▼
// This Source Code Form is subject to the terms of the Mozilla Public
// License, v. 2.0. If a copy of the MPL was not distributed with this
// file, You can obtain one at https://mozilla.org/MPL/2.0/.
//
// Copyright 2026 Edgecast Cloud LLC.

//! Run configuration
//!
//! Settings come from, in order of precedence:
//! 1. Command-line flags and their environment variables (`OS_*`, `NOVA_URL`)
//! 2. An optional JSON config file (`--config`)
//! 3. Built-in defaults

use std::path::{Path, PathBuf};
use std::time::Duration;

use anyhow::{Context, Result, bail};
use clap::{Args, ValueEnum};
use keystone_auth::{Interface, KeystoneConfig};
use secrecy::SecretString;
use serde::Deserialize;

use crate::flow::{CONVERGENCE_TIMEOUT, FlowOptions};
use crate::network_check::{AddressPreference, Environment, Keypair};
use crate::nova_cli::{Launcher, NovaCli};

/// Default HTTP timeout for Keystone and compute API requests
pub const DEFAULT_HTTP_TIMEOUT: Duration = Duration::from_secs(30);

/// OpenStack credentials, named after the usual `openrc` variables
#[derive(Debug, Clone, Default, Args)]
pub struct OpenStackArgs {
    /// Keystone URL, e.g. http://controller:5000/v3
    #[arg(long, env = "OS_AUTH_URL")]
    pub os_auth_url: Option<String>,

    #[arg(long, env = "OS_USERNAME")]
    pub os_username: Option<String>,

    #[arg(long, env = "OS_PASSWORD", hide_env_values = true)]
    pub os_password: Option<String>,

    #[arg(long, env = "OS_PROJECT_NAME")]
    pub os_project_name: Option<String>,

    /// [default: Default]
    #[arg(long, env = "OS_USER_DOMAIN_NAME")]
    pub os_user_domain_name: Option<String>,

    /// [default: Default]
    #[arg(long, env = "OS_PROJECT_DOMAIN_NAME")]
    pub os_project_domain_name: Option<String>,

    #[arg(long, env = "OS_REGION_NAME")]
    pub os_region_name: Option<String>,

    /// Catalog interface for the compute endpoint [default: public]
    #[arg(long, env = "OS_INTERFACE")]
    pub os_interface: Option<Interface>,

    /// Compute endpoint; with --token, skips Keystone entirely
    #[arg(long, env = "NOVA_URL")]
    pub compute_url: Option<String>,

    /// Pre-issued token for --compute-url
    #[arg(long, env = "OS_TOKEN", hide_env_values = true)]
    pub token: Option<String>,

    /// HTTP request timeout in seconds [default: 30]
    #[arg(long)]
    pub http_timeout: Option<u64>,
}

/// How the evacuation is started
#[derive(Debug, Clone, Copy, Default, PartialEq, Eq, ValueEnum, Deserialize)]
#[serde(rename_all = "lowercase")]
pub enum TriggerKind {
    /// Run `nova host-evacuate-live`
    #[default]
    Cli,
    /// Issue `os-migrateLive` for each server directly
    Api,
}

#[derive(Debug, Clone, Default, Args)]
pub struct TriggerArgs {
    /// Evacuation trigger [default: cli]
    #[arg(long, value_enum)]
    pub trigger: Option<TriggerKind>,

    /// Path to the nova client [default: nova]
    #[arg(long)]
    pub nova_bin: Option<String>,

    /// Run the nova client on this host over ssh (e.g. root@controller)
    #[arg(long)]
    pub cli_via: Option<String>,

    /// openrc file to source on the --cli-via host
    #[arg(long, requires = "cli_via")]
    pub cli_env_file: Option<String>,
}

/// Guest access for the ping checks
#[derive(Debug, Clone, Default, Args)]
pub struct CheckArgs {
    /// Private key of the keypair the instances were booted with
    #[arg(long)]
    pub key: Option<PathBuf>,

    /// Guest login user [default: cirros]
    #[arg(long)]
    pub login: Option<String>,

    /// ssh jump host used to reach the instances
    #[arg(long)]
    pub jump: Option<String>,

    /// Instance address to ssh to [default: floating]
    #[arg(long, value_enum)]
    pub address: Option<AddressPreference>,

    /// Extra `ssh -o` option; replaces the defaults when given
    #[arg(long = "ssh-option", value_name = "OPTION")]
    pub ssh_options: Vec<String>,

    /// Seconds a single ping check may keep retrying [default: 180]
    #[arg(long)]
    pub ping_timeout: Option<u64>,
}

/// Everything that shapes a run, apart from the instance list and output
#[derive(Debug, Clone, Default, Args)]
pub struct RunArgs {
    /// JSON config file filling in anything not set by flags or environment
    #[arg(long, env = "EVACUATION_CHECK_CONFIG")]
    pub config: Option<PathBuf>,

    /// Evacuate onto this hypervisor instead of the first other one
    #[arg(long)]
    pub target_host: Option<String>,

    /// Seconds between instance status polls [default: 1]
    #[arg(long)]
    pub interval: Option<u64>,

    #[command(flatten, next_help_heading = "OpenStack")]
    pub openstack: OpenStackArgs,

    #[command(flatten, next_help_heading = "Evacuation trigger")]
    pub trigger: TriggerArgs,

    #[command(flatten, next_help_heading = "Connectivity check")]
    pub check: CheckArgs,
}

/// Contents of a `--config` file. Every field is optional.
#[derive(Debug, Clone, Default, Deserialize)]
#[serde(default, deny_unknown_fields)]
pub struct FileConfig {
    pub auth_url: Option<String>,
    pub username: Option<String>,
    pub password: Option<SecretString>,
    pub project_name: Option<String>,
    pub user_domain_name: Option<String>,
    pub project_domain_name: Option<String>,
    pub region_name: Option<String>,
    pub interface: Option<Interface>,
    pub compute_url: Option<String>,
    pub token: Option<SecretString>,
    pub http_timeout_secs: Option<u64>,

    pub target_host: Option<String>,
    pub interval_secs: Option<u64>,

    pub trigger: Option<TriggerKind>,
    pub nova_bin: Option<String>,
    pub cli_via: Option<String>,
    pub cli_env_file: Option<String>,

    pub key: Option<PathBuf>,
    pub login: Option<String>,
    pub jump: Option<String>,
    pub address: Option<AddressPreference>,
    pub ssh_options: Option<Vec<String>>,
    pub ping_timeout_secs: Option<u64>,
}

impl FileConfig {
    /// Load configuration from a JSON file
    pub async fn from_file(path: &Path) -> Result<Self> {
        let content = tokio::fs::read_to_string(path)
            .await
            .with_context(|| format!("Failed to read config file: {}", path.display()))?;

        serde_json::from_str(&content)
            .with_context(|| format!("Failed to parse config file: {}", path.display()))
    }
}

/// How to reach the compute API
#[derive(Debug, Clone)]
pub enum ComputeAccess {
    /// Authenticate and look the compute endpoint up in the catalog
    Keystone {
        config: KeystoneConfig,
        interface: Interface,
        region: Option<String>,
    },
    /// Use a known endpoint and token as-is
    Direct {
        compute_url: String,
        token: SecretString,
    },
}

/// Fully resolved settings for one run
#[derive(Debug, Clone)]
pub struct Settings {
    pub access: ComputeAccess,
    pub http_timeout: Duration,
    pub trigger: TriggerKind,
    pub nova_cli: NovaCli,
    pub flow: FlowOptions,
    pub environment: Environment,
    pub keypair: Keypair,
}

impl Settings {
    /// Read the config file named by `args`, if any, and resolve
    pub async fn load(args: &RunArgs) -> Result<Self> {
        let file = match &args.config {
            Some(path) => FileConfig::from_file(path).await?,
            None => FileConfig::default(),
        };
        Self::resolve(args, file)
    }

    pub fn resolve(args: &RunArgs, file: FileConfig) -> Result<Self> {
        let access = resolve_access(&args.openstack, &file)?;
        let http_timeout = args
            .openstack
            .http_timeout
            .or(file.http_timeout_secs)
            .map(Duration::from_secs)
            .unwrap_or(DEFAULT_HTTP_TIMEOUT);

        let trigger = args.trigger.trigger.or(file.trigger).unwrap_or_default();
        let nova_cli = resolve_nova_cli(&args.trigger, &file);

        let mut flow = FlowOptions {
            target_host: args.target_host.clone().or(file.target_host),
            convergence_timeout: CONVERGENCE_TIMEOUT,
            ..FlowOptions::default()
        };
        if let Some(secs) = args.interval.or(file.interval_secs) {
            if secs == 0 {
                bail!("--interval must be at least 1 second");
            }
            flow.poll_interval = Duration::from_secs(secs);
        }

        let Some(private_key) = args.check.key.clone().or(file.key) else {
            bail!("no instance private key given: pass --key or set \"key\" in the config file");
        };

        let mut environment = Environment::default();
        if let Some(login) = args.check.login.clone().or(file.login) {
            environment.login = login;
        }
        environment.jump_host = args.check.jump.clone().or(file.jump);
        if let Some(address) = args.check.address.or(file.address) {
            environment.address = address;
        }
        if !args.check.ssh_options.is_empty() {
            environment.ssh_options = args.check.ssh_options.clone();
        } else if let Some(options) = file.ssh_options {
            environment.ssh_options = options;
        }
        if let Some(secs) = args.check.ping_timeout.or(file.ping_timeout_secs) {
            environment.check_timeout = Duration::from_secs(secs);
        }

        Ok(Self {
            access,
            http_timeout,
            trigger,
            nova_cli,
            flow,
            environment,
            keypair: Keypair { private_key },
        })
    }
}

fn resolve_nova_cli(args: &TriggerArgs, file: &FileConfig) -> NovaCli {
    let mut cli = NovaCli::default();
    if let Some(program) = args.nova_bin.clone().or_else(|| file.nova_bin.clone()) {
        cli.program = program;
    }
    if let Some(destination) = args.cli_via.clone().or_else(|| file.cli_via.clone()) {
        cli.launcher = Launcher::Remote {
            destination,
            env_file: args
                .cli_env_file
                .clone()
                .or_else(|| file.cli_env_file.clone()),
        };
    }
    cli
}

/// Pick direct access when both a compute URL and a token are known,
/// otherwise require a complete set of Keystone password credentials.
pub fn resolve_access(args: &OpenStackArgs, file: &FileConfig) -> Result<ComputeAccess> {
    let compute_url = args.compute_url.clone().or_else(|| file.compute_url.clone());
    let token = args
        .token
        .clone()
        .map(SecretString::from)
        .or_else(|| file.token.clone());
    if let (Some(compute_url), Some(token)) = (compute_url, token) {
        return Ok(ComputeAccess::Direct { compute_url, token });
    }

    let auth_url = args.os_auth_url.clone().or_else(|| file.auth_url.clone());
    let username = args.os_username.clone().or_else(|| file.username.clone());
    let password = args
        .os_password
        .clone()
        .map(SecretString::from)
        .or_else(|| file.password.clone());
    let project_name = args
        .os_project_name
        .clone()
        .or_else(|| file.project_name.clone());

    let (Some(auth_url), Some(username), Some(password), Some(project_name)) =
        (auth_url, username, password, project_name)
    else {
        bail!(
            "no OpenStack credentials: set OS_AUTH_URL, OS_USERNAME, OS_PASSWORD and \
             OS_PROJECT_NAME (or the matching --os-* flags), or NOVA_URL with OS_TOKEN"
        );
    };

    let user_domain = args
        .os_user_domain_name
        .clone()
        .or_else(|| file.user_domain_name.clone())
        .unwrap_or_else(|| "Default".to_string());
    let project_domain = args
        .os_project_domain_name
        .clone()
        .or_else(|| file.project_domain_name.clone())
        .unwrap_or_else(|| "Default".to_string());

    Ok(ComputeAccess::Keystone {
        config: KeystoneConfig::new(auth_url, username, password, project_name)
            .with_domains(user_domain, project_domain),
        interface: args.os_interface.or(file.interface).unwrap_or_default(),
        region: args
            .os_region_name
            .clone()
            .or_else(|| file.region_name.clone()),
    })
}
▲
* _Goal of the exercise_:
Across all the records above, find each line with "ComputeAccess" in it and copy it.

* _Solution for this problem_:
pub enum ComputeAccess {
    pub access: ComputeAccess,
pub fn resolve_access(args: &OpenStackArgs, file: &FileConfig) -> Result<ComputeAccess> {
        return Ok(ComputeAccess::Direct { compute_url, token });
    Ok(ComputeAccess::Keystone {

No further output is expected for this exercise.